The Eggert majority’s analysis is believed to be consistent with North
American Container in that the majority applied the three-step framework
analysis set forth in applicable Federal Circuit opinions, e.g., (1) Pannu v.
Storz Instruments Inc., 258 F.3d 1366, 1370-71, 59 USPQ2d 1597, 1600
(Fed. Cir. 2001); (2) Clement, 131 F.3d at 1470, 45 USPQ2d at 1165 and (3)
Hester, 142 F.3d at 148, 46 USPQ2d at 1648-49. However, the Eggert
majority also held that the surrendered subject matter was the rejected claim
only rather than the amended portion of the issued claim. 67 USPQ2d at
1717. At a similar point in the recapture analysis, North American
Container has clarified the application of the three-step framework analysis.

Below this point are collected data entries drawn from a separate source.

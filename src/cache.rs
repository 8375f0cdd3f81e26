//! Reference-counted LRU buffer cache: ties a range-keyed lookup table to
//! a recency ordering and a bounded-sweep eviction policy.

use crate::buffer::ExtentBuffer;
use crate::range_map::RangeMap;

/// How many LRU entries a single eviction sweep will inspect before
/// giving up, even if the cache is still over budget.
pub const SCAN_BUDGET: u32 = 64;

/// A reference-counted cache of [`ExtentBuffer`]s, keyed by their logical
/// start offset, with bounded-sweep LRU eviction.
///
/// Buffers are addressed by their `start` offset rather than by a typed
/// handle: the cache alone owns them, and callers that need to reach
/// inside one do so through [`buffer`](Self::buffer) /
/// [`buffer_mut`](Self::buffer_mut) rather than holding a live borrow
/// across other cache calls.
#[derive(Debug)]
pub struct BufferCache {
    buffers: RangeMap<ExtentBuffer>,
    lru: Vec<u64>,
    cache_size: u64,
    cache_max: u64,
}

impl BufferCache {
    pub fn new(cache_max: u64) -> Self {
        Self { buffers: RangeMap::new(), lru: Vec::new(), cache_size: 0, cache_max }
    }

    #[must_use]
    pub fn len(&self) -> usize {
        self.lru.len()
    }

    #[must_use]
    pub fn is_empty(&self) -> bool {
        self.lru.is_empty()
    }

    #[must_use]
    pub fn cache_size(&self) -> u64 {
        self.cache_size
    }

    /// Shared access to a cached buffer by its start offset.
    #[must_use]
    pub fn buffer(&self, start: u64) -> Option<&ExtentBuffer> {
        self.buffers.get(start).map(|(_, b)| b)
    }

    /// Exclusive access to a cached buffer by its start offset.
    #[must_use]
    pub fn buffer_mut(&mut self, start: u64) -> Option<&mut ExtentBuffer> {
        self.buffers.get_mut(start).map(|(_, b)| b)
    }

    /// Looks up a buffer with both the given start and size. Unlike the
    /// state tree, this is an exact match only — a differently-sized
    /// buffer cached at the same start is a non-match (see
    /// [`alloc`](Self::alloc)).
    pub fn find(&mut self, start: u64, blocksize: u32) -> Option<u64> {
        let matches = matches!(self.buffers.get(start), Some((size, _)) if size == u64::from(blocksize));
        if !matches {
            return None;
        }
        self.touch(start);
        self.get(start);
        Some(start)
    }

    /// The first cached buffer with `start >= start`.
    pub fn find_first(&mut self, start: u64) -> Option<u64> {
        let key = self.buffers.first_at_or_after(start).map(|(s, _, _)| s)?;
        self.touch(key);
        self.get(key);
        Some(key)
    }

    /// Returns the buffer at `start`, allocating and binding a fresh one
    /// of `blocksize` bytes if none is cached there.
    ///
    /// # Panics
    ///
    /// Panics if a differently-sized buffer is already cached at `start`
    /// and is held by someone other than the cache itself (`refs > 1`) —
    /// this is a fatal design error, not a recoverable condition.
    pub fn alloc(&mut self, start: u64, blocksize: u32) -> u64 {
        let conflict = self.buffers.get(start).map(|(size, b)| (size, b.refs));
        if let Some((existing_size, refs)) = conflict {
            if existing_size == u64::from(blocksize) {
                self.touch(start);
                self.get(start);
                return start;
            }
            assert!(
                refs <= 1,
                "extent-map: alloc({start}) conflicts with a differently-sized buffer \
                 still held externally (refs={refs})"
            );
            let (size, _) = self.buffers.remove(start).expect("checked above");
            self.lru_remove(start);
            self.cache_size -= size;
        }

        self.free_some_buffers();

        let mut buffer = ExtentBuffer::new(start, blocksize);
        buffer.refs = 2;
        self.buffers.insert(start, u64::from(blocksize), buffer);
        self.lru.push(start);
        self.cache_size += u64::from(blocksize);
        start
    }

    /// Increments the refcount on an already-cached buffer without
    /// touching its LRU position (used internally by the dirty protocol).
    ///
    /// # Panics
    ///
    /// Panics if no buffer is cached at `start`.
    pub fn get(&mut self, start: u64) {
        let (_, buffer) = self.buffers.get_mut(start).expect("extent-map: get() of uncached buffer");
        buffer.refs += 1;
    }

    /// Drops one reference to the buffer at `start`. If this was the last
    /// reference the buffer is evicted immediately.
    ///
    /// # Panics
    ///
    /// Panics if no buffer is cached at `start`, if its refcount is
    /// already zero, or if it is released dirty while at zero references
    /// (a dirty buffer must be written back or explicitly discarded
    /// before its last release).
    pub fn release(&mut self, start: u64) {
        let refs = {
            let (_, buffer) = self.buffers.get_mut(start).expect("extent-map: release() of uncached buffer");
            assert!(buffer.refs > 0, "extent-map: refcount underflow releasing buffer at {start}");
            buffer.refs -= 1;
            buffer.refs
        };

        if refs == 0 {
            let is_dirty = self.buffers.get(start).unwrap().1.is_dirty();
            assert!(!is_dirty, "extent-map: buffer at {start} freed while still dirty");
            let (size, _) = self.buffers.remove(start).expect("checked above");
            self.lru_remove(start);
            self.cache_size -= size;
        }
    }

    /// Temporarily removes a buffer from the cache without touching its
    /// LRU position, so the caller can borrow it immutably alongside a
    /// mutable borrow of another cached buffer. Must be paired with
    /// [`untake`](Self::untake).
    pub(crate) fn take(&mut self, start: u64) -> Option<(u64, ExtentBuffer)> {
        self.buffers.remove(start)
    }

    /// Restores a buffer previously removed via [`take`](Self::take).
    pub(crate) fn untake(&mut self, start: u64, size: u64, buffer: ExtentBuffer) {
        self.buffers.insert(start, size, buffer);
    }

    fn touch(&mut self, start: u64) {
        if let Some(pos) = self.lru.iter().position(|&k| k == start) {
            self.lru.remove(pos);
        }
        self.lru.push(start);
    }

    fn lru_remove(&mut self, start: u64) {
        if let Some(pos) = self.lru.iter().position(|&k| k == start) {
            self.lru.remove(pos);
        }
    }

    /// Evicts buffers with no external references until the cache is
    /// back under budget, or until [`SCAN_BUDGET`] entries have been
    /// inspected, whichever comes first.
    ///
    /// The scan walks the LRU list oldest-first; an entry's eligibility
    /// (`refs == 1`, i.e. held only by the cache) is checked, the
    /// eviction performed if eligible, and only then is the scan counter
    /// compared against the budget, so a buffer can still be evicted on
    /// the last entry inspected before the sweep gives up.
    fn free_some_buffers(&mut self) {
        if self.cache_size < self.cache_max {
            return;
        }

        let mut scanned = 0u32;
        let mut i = 0;
        while i < self.lru.len() {
            let start = self.lru[i];
            let refs = self.buffers.get(start).map_or(0, |(_, b)| b.refs);

            if refs == 1 {
                let (size, _) = self.buffers.remove(start).expect("lru entry without buffer");
                self.lru.remove(i);
                self.cache_size -= size;
                if self.cache_size < self.cache_max {
                    return;
                }
            } else {
                i += 1;
            }

            scanned += 1;
            if scanned >= SCAN_BUDGET {
                log::trace!(
                    "extent-map: eviction sweep exhausted its scan budget ({SCAN_BUDGET} entries) \
                     with {} bytes still over budget",
                    self.cache_size.saturating_sub(self.cache_max)
                );
                return;
            }
        }
    }

    /// Drains every cached buffer regardless of refcount, logging a
    /// warning for any that were still externally held or dirty. Used by
    /// the owning tree's teardown.
    pub(crate) fn drain_on_teardown(&mut self) {
        for start in std::mem::take(&mut self.lru) {
            if let Some((_, buffer)) = self.buffers.remove(start) {
                if buffer.refs > 1 {
                    log::warn!(
                        "extent-map: buffer at {start} still held ({} references) at teardown",
                        buffer.refs - 1
                    );
                }
                if buffer.is_dirty() {
                    log::warn!("extent-map: buffer at {start} still dirty at teardown");
                }
            }
        }
        self.cache_size = 0;
    }
}

#[cfg(test)]
mod tests {
    use super::*;

    #[test]
    fn alloc_then_find_returns_same_buffer() {
        let mut cache = BufferCache::new(1 << 20);
        let key = cache.alloc(0, 512);
        assert_eq!(cache.find(0, 512), Some(key));
        assert_eq!(cache.len(), 1);
    }

    #[test]
    fn find_first_skips_to_next_cached() {
        let mut cache = BufferCache::new(1 << 20);
        cache.alloc(512, 512);
        assert_eq!(cache.find_first(0), Some(512));
    }

    #[test]
    fn release_to_zero_evicts() {
        let mut cache = BufferCache::new(1 << 20);
        let key = cache.alloc(0, 512);
        cache.release(key);
        cache.release(key);
        assert!(cache.is_empty());
    }

    #[test]
    #[should_panic(expected = "still dirty")]
    fn release_last_ref_while_dirty_panics() {
        let mut cache = BufferCache::new(1 << 20);
        let key = cache.alloc(0, 512);
        cache.buffer_mut(key).unwrap().set_dirty_flag();
        cache.release(key);
        cache.release(key);
    }

    #[test]
    fn eviction_sweep_reclaims_unreferenced_buffers() {
        let mut cache = BufferCache::new(1024);
        let a = cache.alloc(0, 512);
        cache.release(a);
        let b = cache.alloc(512, 512);
        cache.release(b);
        // Cache is at budget (1024) and both buffers are unreferenced;
        // allocating a third triggers a sweep that reclaims `a` (the
        // least-recently-used) before the new buffer is inserted.
        cache.alloc(1024, 512);

        assert!(cache.buffer(a).is_none());
        assert!(cache.buffer(b).is_some());
        assert_eq!(cache.cache_size(), 1024);
    }

    #[test]
    fn held_buffer_survives_eviction_sweep() {
        let mut cache = BufferCache::new(1024);
        let a = cache.alloc(0, 512);
        let b = cache.alloc(512, 512);
        cache.release(b);
        cache.alloc(1024, 512);

        assert!(cache.buffer(a).is_some());
    }
}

North American Container holds that the “inner walls” limitation (a portion
of the issued claim that was added to the rejected claim by amendment) was
“subject matter that was surrendered during prosecution of the original-filed
claims.” 415 F.3d at 1350, 75 USPQ2d at 1557.
It is believed that the Substep (3)(a) rationale of the Eggert majority
(1) is not consistent with the rationale of the Federal Circuit in North
American Container and (2) should no longer be followed or be applicable
to proceedings before the USPTO.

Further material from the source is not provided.